:: Problem requirements ::
The expected result is the material below, reproduced exactly from its first line through the line containing "use config::constants::MAX_VERTICES;".

:: Supplied records ::
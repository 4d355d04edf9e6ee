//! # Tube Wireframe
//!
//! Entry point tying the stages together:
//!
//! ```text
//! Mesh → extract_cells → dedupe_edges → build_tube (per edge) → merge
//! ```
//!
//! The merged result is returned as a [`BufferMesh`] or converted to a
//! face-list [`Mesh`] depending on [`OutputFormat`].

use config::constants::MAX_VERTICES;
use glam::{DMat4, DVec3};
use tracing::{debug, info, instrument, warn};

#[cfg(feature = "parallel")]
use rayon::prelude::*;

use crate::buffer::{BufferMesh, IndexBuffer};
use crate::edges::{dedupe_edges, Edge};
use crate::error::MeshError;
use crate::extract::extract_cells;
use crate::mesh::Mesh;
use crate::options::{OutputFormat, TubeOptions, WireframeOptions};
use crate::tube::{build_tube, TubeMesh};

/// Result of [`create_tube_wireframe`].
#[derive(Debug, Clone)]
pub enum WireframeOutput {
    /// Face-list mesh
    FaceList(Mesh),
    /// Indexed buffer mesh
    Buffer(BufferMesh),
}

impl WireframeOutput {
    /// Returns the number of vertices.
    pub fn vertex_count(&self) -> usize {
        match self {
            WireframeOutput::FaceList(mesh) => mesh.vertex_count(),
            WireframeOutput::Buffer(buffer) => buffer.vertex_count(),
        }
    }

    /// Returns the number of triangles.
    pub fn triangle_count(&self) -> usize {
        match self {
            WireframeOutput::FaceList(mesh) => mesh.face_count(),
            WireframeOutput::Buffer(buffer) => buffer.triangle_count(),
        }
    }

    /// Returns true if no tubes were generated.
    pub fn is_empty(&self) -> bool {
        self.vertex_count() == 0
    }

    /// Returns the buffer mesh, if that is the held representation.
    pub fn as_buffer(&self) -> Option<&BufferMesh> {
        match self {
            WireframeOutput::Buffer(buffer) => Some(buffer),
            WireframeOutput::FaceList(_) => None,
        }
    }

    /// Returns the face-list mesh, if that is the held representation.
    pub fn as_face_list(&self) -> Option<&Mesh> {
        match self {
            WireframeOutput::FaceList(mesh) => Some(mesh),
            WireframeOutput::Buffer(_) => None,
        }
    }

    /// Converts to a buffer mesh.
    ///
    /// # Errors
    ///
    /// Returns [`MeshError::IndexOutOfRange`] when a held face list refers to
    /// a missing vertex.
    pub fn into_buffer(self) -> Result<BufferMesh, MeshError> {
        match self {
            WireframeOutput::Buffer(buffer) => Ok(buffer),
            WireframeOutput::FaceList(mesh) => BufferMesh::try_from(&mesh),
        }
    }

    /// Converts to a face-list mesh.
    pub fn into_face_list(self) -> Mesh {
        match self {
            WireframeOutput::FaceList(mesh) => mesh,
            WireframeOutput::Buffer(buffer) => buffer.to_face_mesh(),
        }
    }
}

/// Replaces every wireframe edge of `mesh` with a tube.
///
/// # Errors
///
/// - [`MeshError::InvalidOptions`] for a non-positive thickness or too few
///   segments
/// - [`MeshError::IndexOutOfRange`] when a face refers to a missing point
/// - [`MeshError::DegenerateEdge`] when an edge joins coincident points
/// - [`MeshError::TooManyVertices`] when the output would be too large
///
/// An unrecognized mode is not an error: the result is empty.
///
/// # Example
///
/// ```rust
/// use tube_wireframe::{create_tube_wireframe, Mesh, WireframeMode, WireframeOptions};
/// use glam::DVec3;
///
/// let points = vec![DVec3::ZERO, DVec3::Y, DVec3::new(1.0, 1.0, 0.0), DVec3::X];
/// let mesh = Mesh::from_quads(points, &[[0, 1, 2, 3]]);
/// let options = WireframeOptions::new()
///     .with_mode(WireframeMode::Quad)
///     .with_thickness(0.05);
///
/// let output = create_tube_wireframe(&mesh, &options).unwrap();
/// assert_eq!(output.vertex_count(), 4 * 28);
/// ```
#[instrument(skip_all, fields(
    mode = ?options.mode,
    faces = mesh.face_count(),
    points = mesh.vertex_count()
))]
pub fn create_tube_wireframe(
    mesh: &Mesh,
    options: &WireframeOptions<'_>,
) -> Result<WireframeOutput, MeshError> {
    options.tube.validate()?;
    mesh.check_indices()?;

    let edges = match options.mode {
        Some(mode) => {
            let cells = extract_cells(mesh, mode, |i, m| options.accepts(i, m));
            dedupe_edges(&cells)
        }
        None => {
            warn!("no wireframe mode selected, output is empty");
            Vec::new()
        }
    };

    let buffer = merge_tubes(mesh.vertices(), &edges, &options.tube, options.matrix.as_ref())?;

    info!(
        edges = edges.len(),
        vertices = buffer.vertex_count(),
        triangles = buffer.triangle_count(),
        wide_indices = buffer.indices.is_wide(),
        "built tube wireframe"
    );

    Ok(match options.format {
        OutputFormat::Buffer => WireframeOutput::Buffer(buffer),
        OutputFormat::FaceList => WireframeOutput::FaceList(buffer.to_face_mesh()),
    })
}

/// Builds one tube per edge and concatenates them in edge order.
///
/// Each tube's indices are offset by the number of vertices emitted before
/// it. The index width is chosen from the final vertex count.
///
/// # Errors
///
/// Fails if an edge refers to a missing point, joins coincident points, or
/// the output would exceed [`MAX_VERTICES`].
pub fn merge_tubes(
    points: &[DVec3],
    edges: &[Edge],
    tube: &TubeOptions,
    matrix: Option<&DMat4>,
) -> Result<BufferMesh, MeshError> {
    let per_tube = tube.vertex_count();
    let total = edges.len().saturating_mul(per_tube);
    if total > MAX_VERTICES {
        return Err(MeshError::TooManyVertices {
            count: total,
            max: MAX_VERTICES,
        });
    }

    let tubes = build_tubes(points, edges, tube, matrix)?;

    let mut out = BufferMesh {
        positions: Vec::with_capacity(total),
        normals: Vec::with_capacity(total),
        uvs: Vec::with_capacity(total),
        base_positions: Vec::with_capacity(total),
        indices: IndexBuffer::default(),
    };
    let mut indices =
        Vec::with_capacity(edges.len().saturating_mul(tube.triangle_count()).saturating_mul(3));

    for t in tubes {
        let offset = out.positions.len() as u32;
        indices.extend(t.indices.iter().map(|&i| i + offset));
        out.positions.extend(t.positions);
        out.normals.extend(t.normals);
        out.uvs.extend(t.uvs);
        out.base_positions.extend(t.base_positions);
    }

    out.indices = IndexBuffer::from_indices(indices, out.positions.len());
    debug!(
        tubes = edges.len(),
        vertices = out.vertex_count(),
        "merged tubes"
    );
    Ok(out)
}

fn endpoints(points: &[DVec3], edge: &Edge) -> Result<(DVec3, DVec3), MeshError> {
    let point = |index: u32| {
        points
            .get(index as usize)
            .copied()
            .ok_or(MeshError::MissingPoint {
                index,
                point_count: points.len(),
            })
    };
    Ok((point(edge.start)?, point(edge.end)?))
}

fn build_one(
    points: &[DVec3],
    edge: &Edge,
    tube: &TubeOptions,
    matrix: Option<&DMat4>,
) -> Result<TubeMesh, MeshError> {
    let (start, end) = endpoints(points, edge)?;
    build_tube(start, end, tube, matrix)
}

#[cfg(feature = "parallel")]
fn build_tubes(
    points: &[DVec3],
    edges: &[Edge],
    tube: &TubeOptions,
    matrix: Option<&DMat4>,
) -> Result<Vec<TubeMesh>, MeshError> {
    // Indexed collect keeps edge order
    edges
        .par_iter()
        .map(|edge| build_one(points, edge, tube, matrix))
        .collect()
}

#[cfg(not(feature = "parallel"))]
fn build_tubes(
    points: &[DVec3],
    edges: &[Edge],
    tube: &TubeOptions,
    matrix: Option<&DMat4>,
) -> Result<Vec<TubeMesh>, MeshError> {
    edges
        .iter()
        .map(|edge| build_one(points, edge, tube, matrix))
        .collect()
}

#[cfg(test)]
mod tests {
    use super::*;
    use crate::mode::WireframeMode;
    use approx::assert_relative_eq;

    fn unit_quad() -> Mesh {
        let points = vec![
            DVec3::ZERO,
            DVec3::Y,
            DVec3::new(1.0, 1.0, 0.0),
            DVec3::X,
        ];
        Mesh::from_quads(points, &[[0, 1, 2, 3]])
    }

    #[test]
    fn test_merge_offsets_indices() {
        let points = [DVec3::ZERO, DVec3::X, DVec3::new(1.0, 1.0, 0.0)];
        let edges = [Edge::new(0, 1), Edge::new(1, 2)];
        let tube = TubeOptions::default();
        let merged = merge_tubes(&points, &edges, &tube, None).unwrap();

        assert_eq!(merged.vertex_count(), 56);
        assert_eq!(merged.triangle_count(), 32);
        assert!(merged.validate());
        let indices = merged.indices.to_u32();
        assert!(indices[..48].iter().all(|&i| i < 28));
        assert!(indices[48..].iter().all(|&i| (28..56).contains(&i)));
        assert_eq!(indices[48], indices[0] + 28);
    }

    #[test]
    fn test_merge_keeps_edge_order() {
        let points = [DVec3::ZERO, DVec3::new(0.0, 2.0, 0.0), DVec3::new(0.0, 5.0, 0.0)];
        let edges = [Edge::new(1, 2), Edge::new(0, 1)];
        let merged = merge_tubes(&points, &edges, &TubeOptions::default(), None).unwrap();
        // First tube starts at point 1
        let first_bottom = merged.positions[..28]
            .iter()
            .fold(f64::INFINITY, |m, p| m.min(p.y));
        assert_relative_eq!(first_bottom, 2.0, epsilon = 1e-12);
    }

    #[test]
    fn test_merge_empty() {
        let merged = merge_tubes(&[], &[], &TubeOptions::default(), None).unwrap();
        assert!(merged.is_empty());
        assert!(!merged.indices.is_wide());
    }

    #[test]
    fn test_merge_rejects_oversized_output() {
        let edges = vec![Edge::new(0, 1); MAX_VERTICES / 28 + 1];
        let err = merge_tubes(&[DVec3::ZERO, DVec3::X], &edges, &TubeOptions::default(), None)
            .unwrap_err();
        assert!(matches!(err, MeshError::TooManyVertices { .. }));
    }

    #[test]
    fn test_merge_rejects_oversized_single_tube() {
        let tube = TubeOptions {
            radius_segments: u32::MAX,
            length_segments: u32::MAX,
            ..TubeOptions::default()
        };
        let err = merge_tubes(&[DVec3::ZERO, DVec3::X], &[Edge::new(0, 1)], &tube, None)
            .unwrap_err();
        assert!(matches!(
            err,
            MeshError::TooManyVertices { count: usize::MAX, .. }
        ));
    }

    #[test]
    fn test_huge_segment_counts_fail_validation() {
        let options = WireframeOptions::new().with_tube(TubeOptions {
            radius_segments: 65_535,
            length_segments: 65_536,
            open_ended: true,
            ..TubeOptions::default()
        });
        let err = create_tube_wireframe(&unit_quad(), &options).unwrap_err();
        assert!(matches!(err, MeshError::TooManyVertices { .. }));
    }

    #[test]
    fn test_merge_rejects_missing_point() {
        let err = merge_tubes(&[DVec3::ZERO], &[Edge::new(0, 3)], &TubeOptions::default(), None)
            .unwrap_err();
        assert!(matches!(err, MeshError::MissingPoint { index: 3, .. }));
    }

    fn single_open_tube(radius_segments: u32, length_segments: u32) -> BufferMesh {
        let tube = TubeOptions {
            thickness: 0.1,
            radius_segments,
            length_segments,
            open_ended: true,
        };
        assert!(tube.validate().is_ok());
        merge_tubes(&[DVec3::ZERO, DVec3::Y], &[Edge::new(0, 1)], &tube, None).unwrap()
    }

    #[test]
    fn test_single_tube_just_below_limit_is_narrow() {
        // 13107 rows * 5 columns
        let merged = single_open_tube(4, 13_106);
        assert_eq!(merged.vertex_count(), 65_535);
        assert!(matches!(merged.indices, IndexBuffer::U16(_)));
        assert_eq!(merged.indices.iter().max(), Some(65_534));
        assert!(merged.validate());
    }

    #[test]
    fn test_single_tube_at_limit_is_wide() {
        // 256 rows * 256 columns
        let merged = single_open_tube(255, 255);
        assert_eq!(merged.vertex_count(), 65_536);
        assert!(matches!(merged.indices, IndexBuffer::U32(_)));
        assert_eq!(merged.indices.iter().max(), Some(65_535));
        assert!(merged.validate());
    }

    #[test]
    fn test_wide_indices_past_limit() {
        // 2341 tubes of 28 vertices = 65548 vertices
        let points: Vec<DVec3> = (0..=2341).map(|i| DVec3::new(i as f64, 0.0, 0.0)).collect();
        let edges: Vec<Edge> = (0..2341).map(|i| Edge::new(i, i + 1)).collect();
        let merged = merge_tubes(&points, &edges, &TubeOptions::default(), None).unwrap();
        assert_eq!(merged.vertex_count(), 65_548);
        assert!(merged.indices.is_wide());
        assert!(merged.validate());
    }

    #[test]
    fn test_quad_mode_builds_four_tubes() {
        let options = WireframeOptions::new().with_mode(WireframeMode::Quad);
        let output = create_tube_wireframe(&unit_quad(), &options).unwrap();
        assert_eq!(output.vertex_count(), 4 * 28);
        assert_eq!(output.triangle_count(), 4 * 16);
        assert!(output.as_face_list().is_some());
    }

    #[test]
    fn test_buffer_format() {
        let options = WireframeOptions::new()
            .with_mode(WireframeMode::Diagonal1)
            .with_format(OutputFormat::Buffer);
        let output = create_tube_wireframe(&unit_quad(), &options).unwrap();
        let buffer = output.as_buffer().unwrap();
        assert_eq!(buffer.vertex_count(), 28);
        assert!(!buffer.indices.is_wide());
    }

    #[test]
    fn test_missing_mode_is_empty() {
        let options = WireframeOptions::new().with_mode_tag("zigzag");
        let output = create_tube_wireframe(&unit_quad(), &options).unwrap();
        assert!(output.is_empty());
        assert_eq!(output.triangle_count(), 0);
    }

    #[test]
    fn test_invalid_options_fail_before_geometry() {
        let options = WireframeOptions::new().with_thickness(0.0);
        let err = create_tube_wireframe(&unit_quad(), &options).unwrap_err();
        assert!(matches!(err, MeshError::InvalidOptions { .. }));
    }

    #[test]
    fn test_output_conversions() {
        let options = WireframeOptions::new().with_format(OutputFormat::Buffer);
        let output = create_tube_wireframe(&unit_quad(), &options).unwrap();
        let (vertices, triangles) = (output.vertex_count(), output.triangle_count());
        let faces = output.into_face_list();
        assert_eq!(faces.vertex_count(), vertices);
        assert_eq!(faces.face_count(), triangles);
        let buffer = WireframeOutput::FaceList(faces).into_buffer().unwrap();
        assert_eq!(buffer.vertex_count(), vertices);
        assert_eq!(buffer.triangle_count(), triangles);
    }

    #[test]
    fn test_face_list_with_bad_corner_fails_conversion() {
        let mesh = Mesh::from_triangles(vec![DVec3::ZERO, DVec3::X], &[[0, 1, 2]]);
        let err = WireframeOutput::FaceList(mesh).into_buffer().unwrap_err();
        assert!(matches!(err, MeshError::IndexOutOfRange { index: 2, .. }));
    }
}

:: Task result ::
repository 4d355d04edf9e6ee
//! # Tube Wireframe
//!
//! Entry point tying the stages together:
//!
//! ```text
//! Mesh → extract_cells → dedupe_edges → build_tube (per edge) → merge
//! ```
//!
//! The merged result is returned as a [`BufferMesh`] or converted to a
//! face-list [`Mesh`] depending on [`OutputFormat`].

use config::constants::MAX_VERTICES;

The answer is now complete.